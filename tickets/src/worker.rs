//! The ticket worker: task publishing plus the router consuming the tasks.
//!
//! All topic → handler wiring lives in one table, [`ROUTES`]. Adding a task
//! means adding a row there and, if needed, a handler kind.
//!
//! # Example
//!
//! ```
//! use courier_core::memory::MemoryStream;
//! use std::sync::Arc;
//! use tickets::worker::{BrokerHandle, Clients, Worker, WorkerConfig};
//! # use tickets::clients::{ClientError, IssueReceiptRequest, ReceiptsClient, SpreadsheetsClient};
//! # struct Noop;
//! # #[async_trait::async_trait]
//! # impl ReceiptsClient for Noop {
//! #     async fn issue_receipt(&self, _: IssueReceiptRequest) -> Result<(), ClientError> { Ok(()) }
//! # }
//! # #[async_trait::async_trait]
//! # impl SpreadsheetsClient for Noop {
//! #     async fn append_row(&self, _: &str, _: Vec<String>) -> Result<(), ClientError> { Ok(()) }
//! # }
//!
//! # async fn example() -> Result<(), Box<dyn std::error::Error>> {
//! let broker = BrokerHandle::new(Arc::new(MemoryStream::default()));
//! let clients = Clients {
//!     receipts: Arc::new(Noop),
//!     spreadsheets: Arc::new(Noop),
//! };
//!
//! let worker = Worker::new(broker, clients, WorkerConfig::default())?;
//! let sender = worker.sender();
//! worker.run(async { /* wait for ctrl-c */ }).await?;
//! # drop(sender);
//! # Ok(())
//! # }
//! ```

use crate::clients::{ReceiptsClient, SpreadsheetsClient};
use crate::events::{
    AppendToTrackerPayload, IssueReceiptPayload, ORDER_CONFIRMED, PAYMENT_COMPLETED,
    TICKET_BOOKING_CANCELED, TICKET_BOOKING_CONFIRMED, Ticket, TicketEvent,
};
use crate::handlers::{
    AppendToTracker, IssueReceipt, OrderConfirmation, TICKETS_TO_PRINT, TICKETS_TO_REFUND,
};
use courier_core::broker::{BrokerError, Publisher, Subscriber, Subscription};
use courier_core::correlation::{CORRELATION_ID_KEY, new_correlation_id};
use courier_core::handler::MessageHandler;
use courier_core::message::Message;
use courier_runtime::middleware::{CorrelationLayer, DeliveryTagLayer, RetryLayer};
use courier_runtime::retry::RetryPolicy;
use courier_runtime::router::{Binding, Router, RouterConfig, RouterError, RunningSignal};
use std::future::Future;
use std::sync::Arc;
use thiserror::Error;

/// Topic of the issue-receipt task.
pub const ISSUE_RECEIPT_TOPIC: &str = "issue-receipt";
/// Topic of the append-to-tracker task.
pub const APPEND_TO_TRACKER_TOPIC: &str = "append-to-tracker";

/// A unit of background work for one ticket.
#[derive(Debug, Clone, Copy, PartialEq, Eq, Hash)]
pub enum Task {
    /// Issue a payment receipt
    IssueReceipt,
    /// Append the ticket to the print tracker
    AppendToTracker,
}

impl Task {
    /// Topic the task is published to.
    #[must_use]
    pub const fn topic(self) -> &'static str {
        match self {
            Self::IssueReceipt => ISSUE_RECEIPT_TOPIC,
            Self::AppendToTracker => APPEND_TO_TRACKER_TOPIC,
        }
    }

    /// Wire payload of the task for `event`.
    ///
    /// # Errors
    ///
    /// Returns the serialization error, which only a broken `Serialize`
    /// implementation can produce.
    pub fn payload(self, event: &TicketEvent) -> Result<Vec<u8>, serde_json::Error> {
        match self {
            Self::IssueReceipt => serde_json::to_vec(&IssueReceiptPayload::from(event)),
            Self::AppendToTracker => serde_json::to_vec(&AppendToTrackerPayload::from(event)),
        }
    }
}

/// Handler a route dispatches to.
#[derive(Debug, Clone, Copy, PartialEq, Eq)]
pub enum HandlerKind {
    /// [`IssueReceipt`]
    IssueReceipt,
    /// [`AppendToTracker`] on the given sheet
    AppendToTracker(&'static str),
    /// [`OrderConfirmation`]
    OrderConfirmation,
}

/// One row of the topic → handler registry.
#[derive(Debug, Clone, Copy, PartialEq, Eq)]
pub struct Route {
    /// Binding name, unique in the router
    pub name: &'static str,
    /// Topic consumed
    pub topic: &'static str,
    /// Consumer group
    pub consumer_group: &'static str,
    /// Handler invoked per message
    pub handler: HandlerKind,
    /// Topic the handler's produced messages go to
    pub output: Option<&'static str>,
}

/// The topic → handler registry.
///
/// The booking topics are consumed by the same groups as the task topics, so
/// a booking fans out to one receipt and one tracker row.
pub const ROUTES: &[Route] = &[
    Route {
        name: "issue-receipt",
        topic: ISSUE_RECEIPT_TOPIC,
        consumer_group: "issue-receipt",
        handler: HandlerKind::IssueReceipt,
        output: None,
    },
    Route {
        name: "append-to-tracker",
        topic: APPEND_TO_TRACKER_TOPIC,
        consumer_group: "append-to-tracker",
        handler: HandlerKind::AppendToTracker(TICKETS_TO_PRINT),
        output: None,
    },
    Route {
        name: "booking-confirmed-receipt",
        topic: TICKET_BOOKING_CONFIRMED,
        consumer_group: "issue-receipt",
        handler: HandlerKind::IssueReceipt,
        output: None,
    },
    Route {
        name: "booking-confirmed-tracker",
        topic: TICKET_BOOKING_CONFIRMED,
        consumer_group: "append-to-tracker",
        handler: HandlerKind::AppendToTracker(TICKETS_TO_PRINT),
        output: None,
    },
    Route {
        name: "booking-canceled-tracker",
        topic: TICKET_BOOKING_CANCELED,
        consumer_group: "append-to-tracker",
        handler: HandlerKind::AppendToTracker(TICKETS_TO_REFUND),
        output: None,
    },
    Route {
        name: "order-confirmation",
        topic: PAYMENT_COMPLETED,
        consumer_group: "order-confirmation",
        handler: HandlerKind::OrderConfirmation,
        output: Some(ORDER_CONFIRMED),
    },
];

/// Both halves of a broker, shared by the worker and the HTTP port.
#[derive(Clone)]
pub struct BrokerHandle {
    /// Publishing half
    pub publisher: Arc<dyn Publisher>,
    /// Consuming half
    pub subscriber: Arc<dyn Subscriber>,
}

impl BrokerHandle {
    /// Use one broker for both halves.
    #[must_use]
    pub fn new<B>(broker: Arc<B>) -> Self
    where
        B: Publisher + Subscriber + 'static,
    {
        Self {
            publisher: broker.clone(),
            subscriber: broker,
        }
    }
}

/// External service clients used by the handlers.
#[derive(Clone)]
pub struct Clients {
    /// Receipts service
    pub receipts: Arc<dyn ReceiptsClient>,
    /// Spreadsheets service
    pub spreadsheets: Arc<dyn SpreadsheetsClient>,
}

fn resolve_correlation_id(correlation_id: &str) -> String {
    if correlation_id.is_empty() {
        new_correlation_id()
    } else {
        correlation_id.to_string()
    }
}

/// Worker tuning.
#[derive(Debug, Clone)]
pub struct WorkerConfig {
    /// Local retry policy applied around every handler
    pub retry: RetryPolicy,
    /// Delivery budget per message before dead-lettering
    pub max_deliveries: u32,
    /// Topic dead letters are published to; `None` only logs them
    pub dead_letter_topic: Option<String>,
}

impl Default for WorkerConfig {
    fn default() -> Self {
        let router = RouterConfig::default();
        Self {
            retry: RetryPolicy::default(),
            max_deliveries: router.max_deliveries,
            dead_letter_topic: Some(router.dead_letter_topic),
        }
    }
}

/// Failure to enqueue a task.
#[derive(Error, Debug)]
pub enum SendError {
    /// The payload could not be serialized.
    #[error("Failed to encode task payload: {0}")]
    Encode(#[from] serde_json::Error),

    /// The broker did not accept the message.
    #[error(transparent)]
    Publish(#[from] BrokerError),
}

/// Cloneable handle for enqueuing tasks and booking events.
#[derive(Clone)]
pub struct TaskSender {
    publisher: Arc<dyn Publisher>,
}

impl TaskSender {
    /// Create a sender publishing through `publisher`.
    #[must_use]
    pub fn new(publisher: Arc<dyn Publisher>) -> Self {
        Self { publisher }
    }

    /// Publish `task` for `event`.
    ///
    /// The message carries the event's correlation id, or a fresh one if the
    /// event has none. There is no outbox: if this fails the task is not
    /// enqueued and the caller decides what to do.
    ///
    /// # Errors
    ///
    /// Returns [`SendError::Publish`] if the broker rejected the message.
    pub async fn send(&self, task: Task, event: &TicketEvent) -> Result<(), SendError> {
        self.send_all([(task, event)]).await
    }

    /// Publish every `(task, event)` pair in order.
    ///
    /// All payloads are encoded before the first publish, so an encoding
    /// failure enqueues nothing. A broker failure stops the batch: the
    /// messages published before it stay enqueued.
    ///
    /// # Errors
    ///
    /// Returns [`SendError::Encode`] if any payload cannot be serialized, or
    /// [`SendError::Publish`] for the first message the broker rejected.
    pub async fn send_all<'a>(
        &self,
        tasks: impl IntoIterator<Item = (Task, &'a TicketEvent)>,
    ) -> Result<(), SendError> {
        let encoded = tasks
            .into_iter()
            .map(|(task, event)| Ok((task.topic(), task.payload(event)?, event.meta.correlation_id.as_str())))
            .collect::<Result<Vec<_>, SendError>>()?;

        for (topic, payload, correlation_id) in encoded {
            self.publish(topic, payload, correlation_id).await?;
        }
        Ok(())
    }

    /// Publish a booking event for `ticket` to the topic matching its status.
    ///
    /// # Errors
    ///
    /// Returns [`SendError::Publish`] if the broker rejected the message.
    pub async fn publish_booking(
        &self,
        ticket: &Ticket,
        correlation_id: &str,
    ) -> Result<TicketEvent, SendError> {
        let correlation_id = resolve_correlation_id(correlation_id);
        let event = TicketEvent::new(ticket, &correlation_id);
        let payload = serde_json::to_vec(&event)?;
        self.publish(event.topic(), payload, &correlation_id).await?;
        Ok(event)
    }

    async fn publish(
        &self,
        topic: &str,
        payload: Vec<u8>,
        correlation_id: &str,
    ) -> Result<(), SendError> {
        let correlation_id = resolve_correlation_id(correlation_id);
        let message = Message::new(payload).with_metadata(CORRELATION_ID_KEY, correlation_id.as_str());
        let message_id = message.id();
        self.publisher.publish(topic, message).await?;

        tracing::debug!(
            topic,
            message_id = %message_id,
            correlation_id = %correlation_id,
            "Task published"
        );
        Ok(())
    }
}

/// Publisher plus the router running every [`ROUTES`] binding.
pub struct Worker {
    sender: TaskSender,
    router: Router,
}

impl Worker {
    /// Wire the registry onto `broker`.
    ///
    /// # Errors
    ///
    /// Returns [`RouterError::DuplicateBinding`] if the registry names a
    /// binding twice.
    pub fn new(broker: BrokerHandle, clients: Clients, config: WorkerConfig) -> Result<Self, RouterError> {
        let dead_letter_publish = config.dead_letter_topic.is_some();
        let mut router = Router::new(RouterConfig {
            max_deliveries: config.max_deliveries,
            dead_letter_topic: config.dead_letter_topic.unwrap_or_default(),
        });
        if dead_letter_publish {
            router = router.with_dead_letter(Arc::clone(&broker.publisher));
        }

        router.add_middleware(CorrelationLayer);
        router.add_middleware(DeliveryTagLayer);
        router.add_middleware(RetryLayer::new(config.retry));

        for route in ROUTES {
            let handler: Arc<dyn MessageHandler> = match route.handler {
                HandlerKind::IssueReceipt => Arc::new(IssueReceipt::new(Arc::clone(&clients.receipts))),
                HandlerKind::AppendToTracker(sheet) => {
                    Arc::new(AppendToTracker::new(Arc::clone(&clients.spreadsheets), sheet))
                },
                HandlerKind::OrderConfirmation => Arc::new(OrderConfirmation),
            };

            let mut binding = Binding::new(
                route.name,
                Subscription::new(route.topic, route.consumer_group),
                Arc::clone(&broker.subscriber),
                handler,
            );
            if let Some(output) = route.output {
                binding = binding.with_output(output, Arc::clone(&broker.publisher));
            }
            router.add_binding(binding)?;
        }

        Ok(Self {
            sender: TaskSender::new(broker.publisher),
            router,
        })
    }

    /// Publish `task` for `event`. See [`TaskSender::send`].
    ///
    /// # Errors
    ///
    /// Returns [`SendError`] if the task was not enqueued.
    pub async fn send(&self, task: Task, event: &TicketEvent) -> Result<(), SendError> {
        self.sender.send(task, event).await
    }

    /// Publish a booking event. See [`TaskSender::publish_booking`].
    ///
    /// # Errors
    ///
    /// Returns [`SendError`] if the event was not published.
    pub async fn publish_booking(
        &self,
        ticket: &Ticket,
        correlation_id: &str,
    ) -> Result<TicketEvent, SendError> {
        self.sender.publish_booking(ticket, correlation_id).await
    }

    /// Handle for publishing from elsewhere (the HTTP port).
    #[must_use]
    pub fn sender(&self) -> TaskSender {
        self.sender.clone()
    }

    /// Fires once every binding's loop is running.
    #[must_use]
    pub fn running(&self) -> RunningSignal {
        self.router.running()
    }

    /// Run until `shutdown` completes, then stop after in-flight messages.
    ///
    /// # Errors
    ///
    /// Returns [`RouterError::Subscribe`] if a binding cannot subscribe.
    pub async fn run<F>(self, shutdown: F) -> Result<(), RouterError>
    where
        F: Future<Output = ()> + Send,
    {
        tracing::info!(bindings = ?self.router.binding_names(), "Starting ticket worker");
        self.router.run(shutdown).await
    }
}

» Exercise aim:
If a line in the data above holds the word "from", count it, and give only the final number.

» Result for this exercise:
5